“Top-tier fancying,” I said indifferently, deciding not to tell him about the platters of memory canapés or how I’d imagined him at home doing his laundry.
“The last girl whose arms I remember wanting to kiss the backs of was Gabby Lewis. She sat in front of me in chemistry. She had a ponytail that swung every time she turned from side to side. Which she did a lot. I think she did it on purpose actually, I think she knew it drove me crazy.”
“You sound like an incel.”
“She had these perfect arms, like yours. And I used to stare at them, counting every freckle. I actually blame her for my D, I was predicted a C.”
“I think that’s adorable.”
“Bit creepy?”
“It would be creepy if I didn’t find you so hot. The rules of attraction are so unfair.”
“I was very much not hot.”
“Come on.”
“I wasn’t, honestly. I was a huge hairy teenager with no friends. I played chess with my grandpa after school every day. He was the only person who wanted to hang out with me.”
“So that’s why I like you so much. Accidentally hot people. They’re the best.”
“What were you like as a teenager?”
“I was nearly exactly the same as I am now.”
“Really?”
“Yes, it’s so boring. Same height, same face, same body, same hair, same interests. My level of attractiveness was fixed at thirteen and has never really gone up or down.”
“I’ve never met anyone who’s said that before.”

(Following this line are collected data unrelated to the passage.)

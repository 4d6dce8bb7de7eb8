// Copyright 2023-Present Datadog, Inc. https://www.datadoghq.com/
// SPDX-License-Identifier: Apache-2.0

use crate::graph::GraphId;

/// Separator between the parts of a composite record id.
pub const ID_SPLIT: &str = "_";

/// Slots in a worker's input queue unless configured otherwise.
pub const DEFAULT_QUEUE_SIZE: usize = 1024;

/// Remote sends a remote worker keeps pending before it drops records.
pub const DEFAULT_REMOTE_MAX_IN_FLIGHT: usize = 256;

/// Service id standing in for the caller of an entry span with no reference.
pub const USER_SERVICE_ID: i32 = 1;

pub const APPLICATION_METRIC_GRAPH_ID: GraphId = 100;
pub const INSTANCE_METRIC_GRAPH_ID: GraphId = 200;
pub const SERVICE_METRIC_GRAPH_ID: GraphId = 300;
pub const SERVICE_REFERENCE_METRIC_GRAPH_ID: GraphId = 400;
pub const APPLICATION_MAPPING_GRAPH_ID: GraphId = 500;
pub const INSTANCE_MAPPING_GRAPH_ID: GraphId = 600;
pub const GLOBAL_TRACE_GRAPH_ID: GraphId = 700;

pub const APPLICATION_METRIC_TABLE: &str = "application_metric";
pub const INSTANCE_METRIC_TABLE: &str = "instance_metric";
pub const SERVICE_METRIC_TABLE: &str = "service_metric";
pub const SERVICE_REFERENCE_METRIC_TABLE: &str = "service_reference_metric";
pub const APPLICATION_MAPPING_TABLE: &str = "application_mapping";
pub const INSTANCE_MAPPING_TABLE: &str = "instance_mapping";
pub const GLOBAL_TRACE_TABLE: &str = "global_trace";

“Can I tell you my theory?”
“Go on.”
“I know it’s much more compelling to have a story of transformation. But I think having twenty years to get used to how you look is no bad thing. I think about the way I look much less than my friends who are still striving to be beautiful, waiting for the final stage of their transition.”
“You are beautiful.”
“I’m not saying it to be modest. I don’t think I’m unattractive. But I have never and will never be a great beauty. And it’s freed up a lot of energy to be other things. Also,” I said, then paused for a short while to wonder if I was talking too much. “I think that’s why I’ve been doing quite well on Linx so far.”
“Why?”
“I think men are all so insecure that too much beauty overwhelms them. I think they probably see a profile like mine—sweet face, very unremarkable hair, sense of humour—and they feel like they’re home.” Max laughed loudly, tipping his head back into the grass. “You know what I mean though, don’t you?”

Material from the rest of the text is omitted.